◆ **Available data**
--------------------------------

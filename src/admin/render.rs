//! Generic list and change views

use serde::Serialize;
use serde_json::Value;
use utoipa::ToSchema;

use super::{
    fields::{capfirst, FieldKind, ModelKind, Widget},
    filters::{filter_views, ActiveFilters, ListFilterView},
    records::AdminRecord,
    site::{InlineAdmin, ModelAdmin},
};

/// Cell text for empty values
pub const EMPTY_VALUE_DISPLAY: &str = "-";

#[derive(Debug, Clone, Serialize, ToSchema)]
pub struct Column {
    pub field: String,
    pub label: String,
}

#[derive(Debug, Clone, Serialize, ToSchema)]
pub struct ListRow {
    pub pk: String,
    pub cells: Vec<String>,
}

/// Change list: columns, rows, sidebar filters and pagination
#[derive(Debug, Clone, Serialize, ToSchema)]
pub struct ListView {
    pub model: String,
    pub title: String,
    pub columns: Vec<Column>,
    pub rows: Vec<ListRow>,
    pub filters: Vec<ListFilterView>,
    pub total: i64,
    pub page: i64,
    pub per_page: i64,
    pub num_pages: i64,
}

#[derive(Debug, Clone, Serialize, ToSchema)]
pub struct ChoiceView {
    pub value: String,
    pub label: String,
}

/// One form field on a change view
#[derive(Debug, Clone, Serialize, ToSchema)]
pub struct FieldView {
    pub name: String,
    pub label: String,
    pub help_text: String,
    pub required: bool,
    pub read_only: bool,
    pub widget: Widget,
    #[schema(value_type = Object)]
    pub value: Value,
    #[serde(skip_serializing_if = "Option::is_none")]
    pub choices: Option<Vec<ChoiceView>>,
    /// Target model of a relation field
    #[serde(skip_serializing_if = "Option::is_none")]
    pub related_model: Option<String>,
}

#[derive(Debug, Clone, Serialize, ToSchema)]
pub struct FieldsetView {
    pub name: Option<String>,
    pub rows: Vec<Vec<FieldView>>,
}

/// Tabular children on a parent's change view
#[derive(Debug, Clone, Serialize, ToSchema)]
pub struct InlineView {
    pub model: String,
    pub title: String,
    pub fk_name: String,
    pub columns: Vec<Column>,
    pub rows: Vec<ListRow>,
    pub extra: usize,
}

#[derive(Debug, Clone, Serialize, ToSchema)]
pub struct ChangeView {
    pub model: String,
    pub pk: String,
    pub title: String,
    pub fieldsets: Vec<FieldsetView>,
    pub inlines: Vec<InlineView>,
}

fn row<R: AdminRecord>(record: &R, fields: &[&'static str]) -> ListRow {
    ListRow {
        pk: record.pk(),
        cells: fields
            .iter()
            .map(|f| {
                record
                    .cell(f)
                    .unwrap_or_else(|| EMPTY_VALUE_DISPLAY.to_string())
            })
            .collect(),
    }
}

fn columns(model: ModelKind, fields: &[&'static str]) -> Vec<Column> {
    fields
        .iter()
        .map(|f| Column {
            field: f.to_string(),
            label: model.column_label(f),
        })
        .collect()
}

/// Render one page of records as a change list
pub fn render_list<R: AdminRecord>(
    admin: &ModelAdmin,
    records: &[R],
    filters: &ActiveFilters,
    total: i64,
    page: i64,
) -> ListView {
    let per_page = admin.list_per_page.max(1);
    ListView {
        model: admin.model.slug().to_string(),
        title: format!("Select {} to change", admin.model.verbose_name()),
        columns: columns(admin.model, &admin.list_display),
        rows: records.iter().map(|r| row(r, &admin.list_display)).collect(),
        filters: filter_views(admin, filters),
        total,
        page: page.max(1),
        per_page,
        num_pages: ((total + per_page - 1) / per_page).max(1),
    }
}

/// Render the change form of a record, followed by its inlines
pub fn render_change<R: AdminRecord>(
    admin: &ModelAdmin,
    record: &R,
    inlines: Vec<InlineView>,
) -> ChangeView {
    let fieldsets = admin
        .get_fieldsets()
        .into_iter()
        .map(|fieldset| FieldsetView {
            name: fieldset.name.map(String::from),
            rows: fieldset
                .rows
                .iter()
                .map(|names| {
                    names
                        .iter()
                        .filter_map(|name| admin.model.field(name))
                        .map(|spec| FieldView {
                            name: spec.name.to_string(),
                            label: spec.label.to_string(),
                            help_text: spec.help_text.to_string(),
                            required: spec.required,
                            read_only: !spec.editable,
                            widget: spec.widget(),
                            value: record.raw_value(spec.name),
                            choices: match spec.kind {
                                FieldKind::Choice(options) => Some(
                                    options
                                        .iter()
                                        .map(|(value, label)| ChoiceView {
                                            value: value.to_string(),
                                            label: label.to_string(),
                                        })
                                        .collect(),
                                ),
                                _ => None,
                            },
                            related_model: match spec.kind {
                                FieldKind::ForeignKey(m) | FieldKind::ManyToMany(m) => {
                                    Some(m.slug().to_string())
                                }
                                _ => None,
                            },
                        })
                        .collect()
                })
                .collect(),
        })
        .collect();

    ChangeView {
        model: admin.model.slug().to_string(),
        pk: record.pk(),
        title: format!("Change {}", admin.model.verbose_name()),
        fieldsets,
        inlines,
    }
}

/// Render children of one inline as a table
pub fn render_inline<C: AdminRecord>(inline: &InlineAdmin, children: &[C]) -> InlineView {
    let fields = inline.columns();
    InlineView {
        model: inline.model.slug().to_string(),
        title: capfirst(&inline.model.verbose_name_plural()),
        fk_name: inline.fk_name.to_string(),
        columns: columns(inline.model, &fields),
        rows: children.iter().map(|c| row(c, &fields)).collect(),
        extra: inline.extra,
    }
}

--------------------------------

Write out each line above with the word "ChangeView".

◆ **Answer to this exercise**
pub struct ChangeView {
) -> ChangeView {
    ChangeView {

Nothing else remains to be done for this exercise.